Knowing I will not be buying the new “StarCraft 2” (because of the copy protection that would force me to stay online all the time), I was longing for some good Blizzard real-time strategy. As I don’t have the original “StarCraft” at home at the moment – I wanted to sell it, but I will definitely take it back now, 2D Zerg are better than none at all –, I opted for my favourite fantasy RTS.

Personally, I prefer the Undead to the other three parties in the game. Their creatures may look really strange (yes, stranger than Nightelves, Orcs or Humans, definitely), they are slow at building up their base, but I like them, nevertheless. You can rush early with them, because of the cheap ghuls (not very strong, not very fast, but you can build them early in the game and overrun an enemies base – only on the multiplayer maps, though). They have quite some interesting heroes (every fraction has three of them, plus one with the Add-On) and I get on well with the cursed ground they need for building most of their buildings.

In addition, “WarCraft III” is the only game to which I keep my savegames – because this way I re-install it, copy my ‘save’ folder into the directory and don’t have to play all of the levels again, but can replay them at will. I can also watch all the cut-scenes and videos in the game (my favourite is the extro of the Human campaign, in which Prince Arthas – the only guy you play twice, in the Human and the Undead campaign – kills his own father).

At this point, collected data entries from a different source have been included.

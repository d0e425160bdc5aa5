use std::fmt;

use crate::error::{PicfxError, PicfxResult};

/// Bytes per pixel: opaque RGB, no alpha channel.
pub const CHANNELS: usize = 3;

/// An opaque RGB color with 8 bits per channel.
#[derive(Clone, Copy, Debug, PartialEq, Eq, Hash)]
pub struct Rgb {
    pub r: u8,
    pub g: u8,
    pub b: u8,
}

impl Rgb {
    pub const BLACK: Rgb = Rgb::new(0, 0, 0);

    pub const fn new(r: u8, g: u8, b: u8) -> Self {
        Self { r, g, b }
    }

    /// Channels packed as `0x00RRGGBB`.
    pub const fn packed(self) -> u32 {
        (self.r as u32) << 16 | (self.g as u32) << 8 | self.b as u32
    }
}

/// An owned 2-D grid of RGB pixels with fixed dimensions.
///
/// Storage is a flat interleaved byte buffer of exactly
/// `width * height * 3` bytes in raster order: origin at the top-left,
/// x increasing rightward, y increasing downward.
///
/// `Pixmap` is not safe for concurrent mutation; callers that share one
/// across threads must synchronize externally.
#[derive(Clone, Debug, PartialEq, Eq, Hash)]
pub struct Pixmap {
    width: u32,
    height: u32,
    data: Vec<u8>,
}

impl Pixmap {
    /// A blank (all-black) pixmap of the given dimensions.
    pub fn new(width: u32, height: u32) -> Self {
        Self {
            width,
            height,
            data: vec![0u8; width as usize * height as usize * CHANNELS],
        }
    }

    /// Wrap an interleaved RGB byte buffer, validating its length.
    pub fn from_raw(width: u32, height: u32, data: Vec<u8>) -> PicfxResult<Self> {
        let expected = (width as usize)
            .checked_mul(height as usize)
            .and_then(|v| v.checked_mul(CHANNELS))
            .ok_or(PicfxError::InvalidDimensions {
                width,
                height,
                expected: usize::MAX,
                actual: data.len(),
            })?;
        if data.len() != expected {
            return Err(PicfxError::InvalidDimensions {
                width,
                height,
                expected,
                actual: data.len(),
            });
        }
        Ok(Self {
            width,
            height,
            data,
        })
    }

    pub fn width(&self) -> u32 {
        self.width
    }

    pub fn height(&self) -> u32 {
        self.height
    }

    /// True if `(x, y)` lies within the pixmap's bounds.
    pub fn contains(&self, x: u32, y: u32) -> bool {
        x < self.width && y < self.height
    }

    pub fn get(&self, x: u32, y: u32) -> PicfxResult<Rgb> {
        if !self.contains(x, y) {
            return Err(PicfxError::out_of_bounds(x, y, self.width, self.height));
        }
        let i = self.offset(x, y);
        Ok(Rgb::new(self.data[i], self.data[i + 1], self.data[i + 2]))
    }

    pub fn set(&mut self, x: u32, y: u32, rgb: Rgb) -> PicfxResult<()> {
        if !self.contains(x, y) {
            return Err(PicfxError::out_of_bounds(x, y, self.width, self.height));
        }
        let i = self.offset(x, y);
        self.data[i] = rgb.r;
        self.data[i + 1] = rgb.g;
        self.data[i + 2] = rgb.b;
        Ok(())
    }

    /// Raw interleaved RGB bytes in raster order.
    pub fn bytes(&self) -> &[u8] {
        &self.data
    }

    pub fn bytes_mut(&mut self) -> &mut [u8] {
        &mut self.data
    }

    pub fn into_raw(self) -> Vec<u8> {
        self.data
    }

    /// Deterministic content fingerprint: a rolling `31 * h + packed_rgb`
    /// over every pixel in raster order. Equal pixmaps always hash equal,
    /// and the value is stable across runs and platforms.
    pub fn content_hash(&self) -> u32 {
        let mut h = 0u32;
        for px in self.data.chunks_exact(CHANNELS) {
            let packed = Rgb::new(px[0], px[1], px[2]).packed();
            h = h.wrapping_mul(31).wrapping_add(packed);
        }
        h
    }

    /// Byte offset of `(x, y)`. Callers must already be in bounds.
    pub(crate) fn offset(&self, x: u32, y: u32) -> usize {
        (y as usize * self.width as usize + x as usize) * CHANNELS
    }
}

impl fmt::Display for Pixmap {
    fn fmt(&self, f: &mut fmt::Formatter<'_>) -> fmt::Result {
        for row in self.data.chunks_exact(self.width as usize * CHANNELS) {
            for px in row.chunks_exact(CHANNELS) {
                write!(f, "({},{},{})", px[0], px[1], px[2])?;
            }
            writeln!(f)?;
        }
        Ok(())
    }
}

#[cfg(test)]
mod tests {
    use super::*;

    #[test]
    fn new_pixmap_is_black() {
        let px = Pixmap::new(3, 2);
        assert_eq!(px.width(), 3);
        assert_eq!(px.height(), 2);
        for y in 0..2 {
            for x in 0..3 {
                assert_eq!(px.get(x, y).unwrap(), Rgb::BLACK);
            }
        }
    }

    #[test]
    fn set_then_get_round_trips() {
        let mut px = Pixmap::new(4, 4);
        px.set(2, 3, Rgb::new(10, 20, 30)).unwrap();
        assert_eq!(px.get(2, 3).unwrap(), Rgb::new(10, 20, 30));
        assert_eq!(px.get(3, 2).unwrap(), Rgb::BLACK);
    }

    #[test]
    fn out_of_bounds_access_is_rejected() {
        let mut px = Pixmap::new(2, 2);
        assert!(matches!(
            px.get(2, 0),
            Err(PicfxError::OutOfBounds { x: 2, y: 0, .. })
        ));
        assert!(matches!(
            px.set(0, 5, Rgb::BLACK),
            Err(PicfxError::OutOfBounds { x: 0, y: 5, .. })
        ));
        assert!(!px.contains(2, 1));
        assert!(px.contains(1, 1));
    }

    #[test]
    fn from_raw_validates_length() {
        assert!(Pixmap::from_raw(2, 2, vec![0u8; 12]).is_ok());
        assert!(matches!(
            Pixmap::from_raw(2, 2, vec![0u8; 11]),
            Err(PicfxError::InvalidDimensions {
                expected: 12,
                actual: 11,
                ..
            })
        ));
    }

    #[test]
    fn equality_is_structural() {
        let mut a = Pixmap::new(2, 2);
        let mut b = Pixmap::new(2, 2);
        assert_eq!(a, b);

        a.set(1, 1, Rgb::new(1, 2, 3)).unwrap();
        assert_ne!(a, b);
        b.set(1, 1, Rgb::new(1, 2, 3)).unwrap();
        assert_eq!(a, b);

        // Same pixel count, different shape.
        assert_ne!(Pixmap::new(1, 4), Pixmap::new(4, 1));
    }

    #[test]
    fn content_hash_tracks_equality() {
        let mut a = Pixmap::new(2, 2);
        let mut b = Pixmap::new(2, 2);
        assert_eq!(a.content_hash(), b.content_hash());

        a.set(0, 0, Rgb::new(255, 0, 0)).unwrap();
        assert_ne!(a.content_hash(), b.content_hash());
        b.set(0, 0, Rgb::new(255, 0, 0)).unwrap();
        assert_eq!(a.content_hash(), b.content_hash());

        // Single red pixel: h = 31*0 + 0xff0000.
        assert_eq!(
            Pixmap::from_raw(1, 1, vec![255, 0, 0]).unwrap().content_hash(),
            0x00ff_0000
        );
    }

    #[test]
    fn display_dumps_rgb_grid() {
        let mut px = Pixmap::new(2, 1);
        px.set(1, 0, Rgb::new(9, 8, 7)).unwrap();
        assert_eq!(px.to_string(), "(0,0,0)(9,8,7)\n");
    }
}
//! Pixel-level raster image transformations.
//!
//! The core is [`Pixmap`], an owned RGB pixel grid, plus a small library
//! of transforms over it: in-place [`invert`] and [`grayscale`], and
//! allocating [`rotate`], [`flip`], [`blend`], and [`box_blur`]. The
//! [`codec`] module and the `picfx` binary are the thin shell that moves
//! pixmaps in and out of image files.

#![forbid(unsafe_code)]

pub mod adjust;
pub mod blend;
pub mod blur;
pub mod codec;
pub mod error;
pub mod orient;
pub mod pixmap;

pub use adjust::{grayscale, invert};
pub use blend::blend;
pub use blur::box_blur;
pub use error::{PicfxError, PicfxResult};
pub use orient::{FlipAxis, Rotation, flip, rotate};
pub use pixmap::{Pixmap, Rgb};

Even today, the game is still great, for various reasons. The first and foremost is one it shares with “StarCraft”: It’s damn well balanced. All fractions are different to play – so it’s not just like chess, where the only difference between black and white is that white starts the game (if I still remember it correctly). Humans are well balanced between ranged attack and close-quarter combat, Undead are a bit slow, but still well balanced in attack, Orcs are mostly close-quarter fighters and the Nightelves are specialised on ranged attacks. In a RTS that can be played in single- or multiplayer games, that’s very important, because this way nobody gets a bigger or smaller chance at winning (provided they know what to do).

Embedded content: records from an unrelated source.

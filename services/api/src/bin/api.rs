//! services/api/src/bin/api.rs

use api_lib::{
    adapters::{JsonFileHistoryRepository, OpenAiInferenceAdapter},
    config::Config,
    error::ApiError,
    web::{router, AppState},
};
use async_openai::{config::OpenAIConfig, Client};
use axum::http::{header::CONTENT_TYPE, Method};
use std::sync::Arc;
use tower_http::cors::{Any, CorsLayer};
use tracing::info;
use tracing_subscriber::{layer::SubscriberExt, util::SubscriberInitExt};

#[tokio::main]
async fn main() -> Result<(), ApiError> {
    // --- 1. Load Configuration & Set Up Logging ---
    let config = Arc::new(Config::from_env()?);
    tracing_subscriber::registry()
        .with(tracing_subscriber::EnvFilter::new(config.log_level.to_string()))
        .with(tracing_subscriber::fmt::layer())
        .init();
    info!("Configuration loaded. Starting server...");

    // --- 2. Initialize Service Adapters ---
    let openai_config = OpenAIConfig::new()
        .with_api_key(&config.inference_api_key)
        .with_api_base(&config.inference_base_url);
    let client = Client::with_config(openai_config);

    let inference = Arc::new(OpenAiInferenceAdapter::new(
        client,
        config.exam_model.clone(),
        config.analysis_model.clone(),
    ));
    let history_repo = Arc::new(JsonFileHistoryRepository::new(config.history_path.clone()));
    info!(
        "Inference backend at {} (exam model: {}, analysis model: {})",
        config.inference_base_url, config.exam_model, config.analysis_model
    );

    // --- 3. Build the Shared AppState (loads the history once) ---
    let app_state = Arc::new(
        AppState::new(config.clone(), inference.clone(), inference, history_repo).await,
    );

    // --- 4. Create the Web Router ---
    let cors = CorsLayer::new()
        .allow_origin(Any)
        .allow_methods([Method::GET, Method::POST, Method::PUT, Method::DELETE, Method::OPTIONS])
        .allow_headers([CONTENT_TYPE]);
    let app = router(app_state).layer(cors);

    // --- 5. Start the Server ---
    info!("Starting server on {}", config.bind_address);
    info!(
        "Swagger UI available at http://{}/swagger-ui",
        config.bind_address
    );
    let listener = tokio::net::TcpListener::bind(&config.bind_address).await?;
    axum::serve(listener, app).await?;

    Ok(())
}
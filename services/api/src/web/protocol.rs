//! services/api/src/web/protocol.rs
//!
//! Request and response payloads of the HTTP API. Core types stay free of
//! OpenAPI concerns; these structs carry the schema annotations instead.

use chrono::{DateTime, Utc};
use exam_forge_core::{
    domain::{ExamHistoryItem, PendingUpload, Resource},
    presenter::RenderedExam,
};
use serde::{Deserialize, Serialize};
use utoipa::{IntoParams, ToSchema};
use uuid::Uuid;

//=========================================================================================
// Resources
//=========================================================================================

/// A resource without its payload.
#[derive(Debug, Serialize, ToSchema)]
#[serde(rename_all = "camelCase")]
pub struct ResourceSummary {
    pub id: Uuid,
    pub name: String,
    #[schema(example = "TEXTBOOK")]
    pub category: String,
    pub mime_type: String,
    pub is_binary: bool,
    /// Length of the stored content (base64 characters for binary resources).
    pub content_length: usize,
}

impl From<&Resource> for ResourceSummary {
    fn from(resource: &Resource) -> Self {
        Self {
            id: resource.id,
            name: resource.name.clone(),
            category: resource.category.to_string(),
            mime_type: resource.mime_type.clone(),
            is_binary: resource.is_binary,
            content_length: resource.content.len(),
        }
    }
}

#[derive(Debug, Serialize, ToSchema)]
#[serde(rename_all = "camelCase")]
pub struct PendingUploadSummary {
    pub id: Uuid,
    pub name: String,
    pub category: String,
}

impl From<&PendingUpload> for PendingUploadSummary {
    fn from(upload: &PendingUpload) -> Self {
        Self {
            id: upload.id,
            name: upload.name.clone(),
            category: upload.category.to_string(),
        }
    }
}

#[derive(Debug, Serialize, ToSchema)]
pub struct ResourceListResponse {
    pub resources: Vec<ResourceSummary>,
    pub pending: Vec<PendingUploadSummary>,
}

#[derive(Debug, Serialize, ToSchema)]
pub struct UploadResponse {
    pub added: Vec<ResourceSummary>,
    /// Names of files whose read failed.
    pub failed: Vec<String>,
}

#[derive(Debug, Deserialize, ToSchema)]
pub struct SubmitTextRequest {
    pub text: String,
    /// Defaults to the workspace's active category.
    #[schema(example = "SPECIFICATION")]
    pub category: Option<String>,
}

#[derive(Debug, Deserialize, IntoParams)]
#[into_params(parameter_in = Query)]
pub struct CategoryQuery {
    /// Defaults to the workspace's active category.
    pub category: Option<String>,
}

#[derive(Debug, Serialize, ToSchema)]
#[serde(rename_all = "camelCase")]
pub struct AnalysisResponse {
    pub resource_id: Uuid,
    pub analysis: String,
}

//=========================================================================================
// Workspace settings
//=========================================================================================

#[derive(Debug, Serialize, ToSchema)]
#[serde(rename_all = "camelCase")]
pub struct WorkspaceSettings {
    #[schema(example = "TEXTBOOK")]
    pub active_category: String,
    #[schema(example = 10)]
    pub num_questions: u32,
    #[schema(example = "Medium")]
    pub difficulty: String,
    pub focus_topics: String,
}

/// Partial update; absent fields keep their current value.
#[derive(Debug, Default, Deserialize, ToSchema)]
#[serde(rename_all = "camelCase")]
pub struct WorkspaceUpdate {
    pub active_category: Option<String>,
    pub num_questions: Option<u32>,
    pub difficulty: Option<String>,
    pub focus_topics: Option<String>,
}

//=========================================================================================
// Exams
//=========================================================================================

#[derive(Debug, Clone, Default, Serialize, ToSchema)]
pub struct GenerationStatusResponse {
    pub generating: bool,
    /// The current progress message while generating.
    pub step: Option<String>,
}

#[derive(Debug, Serialize, ToSchema)]
pub struct ExamResponse {
    #[schema(value_type = Object)]
    pub exam: RenderedExam,
}

#[derive(Debug, Deserialize, IntoParams)]
#[into_params(parameter_in = Query)]
pub struct ExportQuery {
    /// Include solutions and explanations. Defaults to true.
    pub solutions: Option<bool>,
}

//=========================================================================================
// History
//=========================================================================================

#[derive(Debug, Serialize, ToSchema)]
#[serde(rename_all = "camelCase")]
pub struct HistoryEntry {
    pub id: String,
    pub title: String,
    pub date: DateTime<Utc>,
    pub question_count: usize,
    pub total_marks: u32,
}

impl From<&ExamHistoryItem> for HistoryEntry {
    fn from(item: &ExamHistoryItem) -> Self {
        Self {
            id: item.id.clone(),
            title: item.title.clone(),
            date: item.date,
            question_count: item.exam.questions.len(),
            total_marks: item.exam.total_marks,
        }
    }
}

Another thing which Blizzard has been great in since “WarCraft II” is storytelling. Even though the main thing about a RTS is beating either the computer or the other player by having better strategies, I like it to know why I’m doing it. “WarCraft III” gives me the story of Prince Arthas, who loses his soul (while, basically, doing what’s right), kills his own father and turns from a Paladin into an Undead Knight. I also enjoy the story of Thrall, the leader of the Orc clans (there’s a great novel about how he became the leader, called “Lord of the Clans”) who leads the Orcs to another continent – only to be followed by the Humans and then teaming up with the Nightelves to stop the destruction of the world. The Nightelves campaign is the story of a secluded race of immortal beings suddenly being faced with the harsh reality of a changing world.

The comic graphics of the game have aged, of course. It originally came out in 2002, eight years ago. That’s ages when it comes to computer games. But, to be honest, they look less aged than the graphics of other games. Comic graphics don’t have to look realistic.

So, I’ll be waging war (currently on the Humans, because I’m replaying the Undead campaign) for quite a while now, I guess.